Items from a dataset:
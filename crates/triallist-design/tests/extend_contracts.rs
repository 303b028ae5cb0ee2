use triallist_core::{Cell, Table};
use triallist_design::{extend, ExtendOpts};

fn trials(n: usize) -> Table {
    let rows = (0..n)
        .map(|i| vec![Cell::from(i as i64), Cell::from(format!("stim_{i}"))])
        .collect();
    Table::from_rows(vec!["ix".into(), "stim".into()], rows).unwrap()
}

#[test]
fn four_reps_of_ten_rows_is_forty() {
    let out = extend(
        &trials(10),
        &ExtendOpts {
            reps: Some(4),
            ..ExtendOpts::default()
        },
    )
    .unwrap();
    assert_eq!(out.len(), 40);
    assert_eq!(out.columns().len(), 2);
}

#[test]
fn max_length_result_is_never_longer() {
    let out = extend(
        &trials(10),
        &ExtendOpts {
            max_length: Some(390),
            ..ExtendOpts::default()
        },
    )
    .unwrap();
    assert!(out.len() < 390);
    assert_eq!(out.len() % 10, 0);
}

#[test]
fn short_budget_still_yields_one_copy() {
    let out = extend(
        &trials(10),
        &ExtendOpts {
            max_length: Some(4),
            ..ExtendOpts::default()
        },
    )
    .unwrap();
    assert_eq!(out.len(), 10);
}

#[test]
fn row_ix_column_tags_original_rows() {
    let out = extend(
        &trials(10),
        &ExtendOpts {
            reps: Some(4),
            row_ix: Some("id".into()),
            ..ExtendOpts::default()
        },
    )
    .unwrap();
    assert_eq!(out.columns().len(), 3);
    assert_eq!(out.columns()[0], "id");
    for original in 0..10i64 {
        let count = out
            .column_values("id")
            .unwrap()
            .iter()
            .filter(|cell| **cell == Cell::Int(original))
            .count();
        assert_eq!(count, 4);
    }
}

#[test]
fn rep_ix_column_tags_each_copy() {
    let out = extend(
        &trials(3),
        &ExtendOpts {
            reps: Some(2),
            rep_ix: Some("iter".into()),
            row_ix: Some("id".into()),
            ..ExtendOpts::default()
        },
    )
    .unwrap();
    assert_eq!(out.columns()[..2], ["iter".to_string(), "id".to_string()]);
    let reps = out.column_values("iter").unwrap();
    assert_eq!(reps[..3], vec![Cell::Int(0); 3][..]);
    assert_eq!(reps[3..], vec![Cell::Int(1); 3][..]);
}

#[test]
fn missing_length_knobs_are_rejected() {
    let err = extend(&trials(4), &ExtendOpts::default()).unwrap_err();
    assert_eq!(err.info().code, "missing-length");
}

#[test]
fn empty_frame_is_rejected() {
    let empty = Table::new(vec!["stim".into()]).unwrap();
    let err = extend(
        &empty,
        &ExtendOpts {
            reps: Some(2),
            ..ExtendOpts::default()
        },
    )
    .unwrap_err();
    assert_eq!(err.info().code, "empty-frame");
}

= Exercise description =
Extract, please, the lines from the start of the entries above through the one with "assert_eq!(reps[..3], vec![Cell::Int(0); 3][..]);", both included, reproducing each exactly and adding nothing.

= Response area =
filename crates/triallist-design/tests/extend_contracts.rs
repository 303b028ae5cb0ee2
use triallist_core::{Cell, Table};
use triallist_design::{extend, ExtendOpts};

fn trials(n: usize) -> Table {
    let rows = (0..n)
        .map(|i| vec![Cell::from(i as i64), Cell::from(format!("stim_{i}"))])
        .collect();
    Table::from_rows(vec!["ix".into(), "stim".into()], rows).unwrap()
}

#[test]
fn four_reps_of_ten_rows_is_forty() {
    let out = extend(
        &trials(10),
        &ExtendOpts {
            reps: Some(4),
            ..ExtendOpts::default()
        },
    )
    .unwrap();
    assert_eq!(out.len(), 40);
    assert_eq!(out.columns().len(), 2);
}

#[test]
fn max_length_result_is_never_longer() {
    let out = extend(
        &trials(10),
        &ExtendOpts {
            max_length: Some(390),
            ..ExtendOpts::default()
        },
    )
    .unwrap();
    assert!(out.len() < 390);
    assert_eq!(out.len() % 10, 0);
}

#[test]
fn short_budget_still_yields_one_copy() {
    let out = extend(
        &trials(10),
        &ExtendOpts {
            max_length: Some(4),
            ..ExtendOpts::default()
        },
    )
    .unwrap();
    assert_eq!(out.len(), 10);
}

#[test]
fn row_ix_column_tags_original_rows() {
    let out = extend(
        &trials(10),
        &ExtendOpts {
            reps: Some(4),
            row_ix: Some("id".into()),
            ..ExtendOpts::default()
        },
    )
    .unwrap();
    assert_eq!(out.columns().len(), 3);
    assert_eq!(out.columns()[0], "id");
    for original in 0..10i64 {
        let count = out
            .column_values("id")
            .unwrap()
            .iter()
            .filter(|cell| **cell == Cell::Int(original))
            .count();
        assert_eq!(count, 4);
    }
}

#[test]
fn rep_ix_column_tags_each_copy() {
    let out = extend(
        &trials(3),
        &ExtendOpts {
            reps: Some(2),
            rep_ix: Some("iter".into()),
            row_ix: Some("id".into()),
            ..ExtendOpts::default()
        },
    )
    .unwrap();
    assert_eq!(out.columns()[..2], ["iter".to_string(), "id".to_string()]);
    let reps = out.column_values("iter").unwrap();
    assert_eq!(reps[..3], vec![Cell::Int(0); 3][..]);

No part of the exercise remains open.